■ EXERCISE PROMPT ■
For the records below, give the count of lines holding the word "crates" and nothing more.

Records excerpted from a collection:
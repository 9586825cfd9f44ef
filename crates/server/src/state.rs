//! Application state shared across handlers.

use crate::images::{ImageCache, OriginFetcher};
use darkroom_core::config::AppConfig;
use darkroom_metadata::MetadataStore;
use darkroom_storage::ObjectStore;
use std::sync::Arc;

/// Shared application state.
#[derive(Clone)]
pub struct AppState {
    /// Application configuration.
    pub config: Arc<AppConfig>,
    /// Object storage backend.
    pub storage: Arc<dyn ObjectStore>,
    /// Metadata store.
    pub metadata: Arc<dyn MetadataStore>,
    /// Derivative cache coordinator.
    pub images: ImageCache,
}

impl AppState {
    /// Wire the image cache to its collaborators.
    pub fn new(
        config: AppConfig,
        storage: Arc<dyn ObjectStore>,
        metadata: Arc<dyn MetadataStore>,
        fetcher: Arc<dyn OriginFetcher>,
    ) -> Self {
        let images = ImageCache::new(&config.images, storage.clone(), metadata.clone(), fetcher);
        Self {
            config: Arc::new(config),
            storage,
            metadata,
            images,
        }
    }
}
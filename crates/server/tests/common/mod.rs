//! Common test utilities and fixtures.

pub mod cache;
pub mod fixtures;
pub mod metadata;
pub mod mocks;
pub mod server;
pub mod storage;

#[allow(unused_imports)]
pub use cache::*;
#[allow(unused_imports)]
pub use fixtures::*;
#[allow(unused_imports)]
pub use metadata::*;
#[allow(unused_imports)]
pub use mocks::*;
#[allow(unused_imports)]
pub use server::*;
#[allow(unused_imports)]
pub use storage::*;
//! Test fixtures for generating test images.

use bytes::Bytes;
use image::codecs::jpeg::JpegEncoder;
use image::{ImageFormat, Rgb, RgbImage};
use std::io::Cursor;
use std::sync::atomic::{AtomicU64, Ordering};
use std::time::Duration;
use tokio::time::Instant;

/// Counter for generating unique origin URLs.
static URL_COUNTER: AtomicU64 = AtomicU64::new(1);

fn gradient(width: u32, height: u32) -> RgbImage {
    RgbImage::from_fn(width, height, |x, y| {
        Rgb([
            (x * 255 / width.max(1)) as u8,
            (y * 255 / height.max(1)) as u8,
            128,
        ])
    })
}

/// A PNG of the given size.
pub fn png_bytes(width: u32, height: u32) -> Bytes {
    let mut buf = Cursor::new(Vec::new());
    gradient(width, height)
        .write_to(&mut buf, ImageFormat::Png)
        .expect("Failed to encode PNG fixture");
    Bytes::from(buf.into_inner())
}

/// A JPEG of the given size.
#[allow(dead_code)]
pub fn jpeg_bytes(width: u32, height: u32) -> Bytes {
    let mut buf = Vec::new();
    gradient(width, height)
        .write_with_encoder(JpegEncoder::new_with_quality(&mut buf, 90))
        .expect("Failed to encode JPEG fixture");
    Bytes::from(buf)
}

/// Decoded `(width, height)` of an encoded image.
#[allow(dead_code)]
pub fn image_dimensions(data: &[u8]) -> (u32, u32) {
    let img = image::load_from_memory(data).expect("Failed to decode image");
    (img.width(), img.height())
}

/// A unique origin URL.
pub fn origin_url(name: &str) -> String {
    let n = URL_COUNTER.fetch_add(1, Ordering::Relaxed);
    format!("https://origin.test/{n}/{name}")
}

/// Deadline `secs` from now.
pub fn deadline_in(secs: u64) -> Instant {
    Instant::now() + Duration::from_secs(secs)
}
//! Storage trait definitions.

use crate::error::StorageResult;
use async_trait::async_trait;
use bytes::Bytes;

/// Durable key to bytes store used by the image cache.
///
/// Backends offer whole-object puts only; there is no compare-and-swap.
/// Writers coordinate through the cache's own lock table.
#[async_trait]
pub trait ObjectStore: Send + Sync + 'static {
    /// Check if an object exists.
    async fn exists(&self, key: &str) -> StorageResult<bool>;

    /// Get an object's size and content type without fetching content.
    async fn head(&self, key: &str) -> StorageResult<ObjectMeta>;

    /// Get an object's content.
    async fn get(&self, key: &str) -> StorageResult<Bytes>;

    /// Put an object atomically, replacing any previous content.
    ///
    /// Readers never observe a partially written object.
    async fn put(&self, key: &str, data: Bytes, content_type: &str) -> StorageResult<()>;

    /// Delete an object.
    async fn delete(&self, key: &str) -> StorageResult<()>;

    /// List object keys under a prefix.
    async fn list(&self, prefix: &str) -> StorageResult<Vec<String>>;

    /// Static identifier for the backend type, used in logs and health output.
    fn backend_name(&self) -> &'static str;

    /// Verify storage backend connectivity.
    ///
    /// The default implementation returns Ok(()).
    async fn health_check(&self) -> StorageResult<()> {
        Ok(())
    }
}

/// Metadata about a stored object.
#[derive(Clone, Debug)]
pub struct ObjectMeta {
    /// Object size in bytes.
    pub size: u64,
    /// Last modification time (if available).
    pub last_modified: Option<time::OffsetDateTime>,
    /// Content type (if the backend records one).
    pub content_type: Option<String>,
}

■ RESPONSE TO THIS EXERCISE ■
2